The Telecommunications Market Commission, designation of the Spanish regulator, considers very serious the proven suspicions that the incumbent will have deliberately delayed the launch of an offer of indirect access to the Internet without fixed telephony by one year.
The regulatory decision, which Telefónica has already said it will appeal, follows a complaint filed by Vodafone in July last year, accusing the incumbent of failing to comply with the standards that had just been approved for the naked DSL.
With the revision of the regulatory rules in the country in 2008, it became possible to eliminate the binding, hitherto mandatory, for a customer who took advantage of broadband Internet services provided by a competitor to the incumbent, to maintain a fixed telephone contract. Following the decision, Telefónica was obliged to create a wholesale broadband offer, without associated voice telephone service.

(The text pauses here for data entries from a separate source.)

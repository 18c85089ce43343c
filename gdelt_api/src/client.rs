//! HTTP client for the GDELT search proxy.

use std::time::Duration;

use url::Url;

use crate::{
    query::{GdeltRequest, Query},
    types::GdeltResponse,
    Error, UpstreamErrorKind,
};

/// Production proxy in front of the GDELT BigQuery tables.
pub const DEFAULT_BASE_URL: &str = "https://my-search-proxy.ew.r.appspot.com/gdelt";

const REQUEST_TIMEOUT: Duration = Duration::from_secs(20);

/// HTTP client for the GDELT search proxy.
///
/// Each request builds a fresh `reqwest::Client` with a 20-second timeout.
/// Retries belong to the caller (see the library layer's cached client).
pub struct Client {
    /// Base URL for the proxy. Versioned actions append `/v2` to it.
    base_api_url: String,
}

impl Default for Client {
    fn default() -> Self {
        Self::new()
    }
}

impl Client {
    /// Creates a new client pointing at the production proxy.
    pub fn new() -> Self {
        Self::with_base_url(DEFAULT_BASE_URL)
    }

    /// Creates a new client with a custom base URL. Used for testing with wiremock.
    pub fn with_base_url(base_url: &str) -> Self {
        Self {
            base_api_url: base_url.trim_end_matches('/').to_string(),
        }
    }

    /// The full URL `request` is sent to.
    pub fn request_url(&self, request: &GdeltRequest) -> Result<Url, Error> {
        let url = Url::parse(
            format!("{}{}", &self.base_api_url, request.api_version.path_suffix()).as_str(),
        )
        .map_err(|e| {
            tracing::error!("Invalid URL constructed: {}", e);
            Error::RequestFailed
        })?;
        Ok(request.add_to_url(&url))
    }

    /// Sends `request` and decodes the payload.
    ///
    /// A 200 response whose body says `"status": "error"` is turned into
    /// [`Error::Upstream`] with the message classified.
    pub async fn search(&self, request: &GdeltRequest) -> Result<GdeltResponse, Error> {
        let url = self.request_url(request)?;
        tracing::debug!("GET {}", url);
        let client = reqwest::Client::builder()
            .user_agent(concat!("gdeltpulse/", env!("CARGO_PKG_VERSION")))
            .timeout(REQUEST_TIMEOUT)
            .build()
            .map_err(|e| {
                tracing::error!("Failed to build HTTP client: {}", e);
                Error::RequestFailed
            })?;
        let resp = client
            .get(url)
            .header("accept", "application/json")
            .send()
            .await
            .map_err(|e| {
                tracing::error!("Failed to get resource: {}", e);
                Error::RequestFailed
            })?;

        let status = resp.status();
        let body = resp.text().await.map_err(|e| {
            tracing::error!("Failed to read response body: {}", e);
            Error::RequestFailed
        })?;

        if !status.is_success() {
            let snippet = truncate_body(&body);
            tracing::error!("Request failed with status {}: {}", status, snippet);
            return Err(Error::HttpStatus {
                status: status.as_u16(),
                body: snippet,
            });
        }

        let parsed = serde_json::from_str::<GdeltResponse>(&body).map_err(|e| {
            let snippet = truncate_body(&body);
            tracing::error!("Failed to parse resource: {} | body: {}", e, snippet);
            Error::RequestFailed
        })?;

        if parsed.is_error() {
            let message = parsed.error_message().unwrap_or("Unknown error").to_string();
            let kind = UpstreamErrorKind::classify(&message);
            tracing::error!("Upstream reported {}: {}", kind, message);
            return Err(Error::Upstream { kind, message });
        }

        Ok(parsed)
    }
}

fn truncate_body(body: &str) -> String {
    const MAX: usize = 2000;
    if body.len() <= MAX {
        body.to_string()
    } else {
        let mut end = MAX;
        while !body.is_char_boundary(end) {
            end -= 1;
        }
        format!("{}...[truncated]", &body[..end])
    }
}

#[cfg(test)]
mod tests {
    use super::*;
    use crate::SearchQuery;

    #[test]
    fn request_url_appends_version_suffix() {
        let client = Client::with_base_url("https://proxy.example.com/gdelt/");
        let req = SearchQuery::new("USA->CHN", "2025-01-01", "2025-01-31")
            .to_request()
            .unwrap();
        let url = client.request_url(&req).unwrap();
        assert_eq!(url.path(), "/gdelt/v2");

        let req = SearchQuery::new("USA CHN", "2025-01-01", "2025-01-31")
            .to_request()
            .unwrap();
        let url = client.request_url(&req).unwrap();
        assert_eq!(url.path(), "/gdelt");
    }

    #[test]
    fn truncate_keeps_short_bodies() {
        assert_eq!(truncate_body("short"), "short");
        let long = "é".repeat(1500);
        assert!(truncate_body(&long).ends_with("...[truncated]"));
    }
}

It took more than reasonable to do so, says the regulator now. The company, for its part, guarantees that the decision is completely unfounded. It should be remembered that in Portugal PT was also recently the target of a heavy fine following practices considered by the regulator to be less appropriate in the ADSL market.
Here, the fine of 53 million euros revealed in September – which also affects Zon, at the time of the PT Multimédia facts – responded to a situation verified between 2002 and 2003.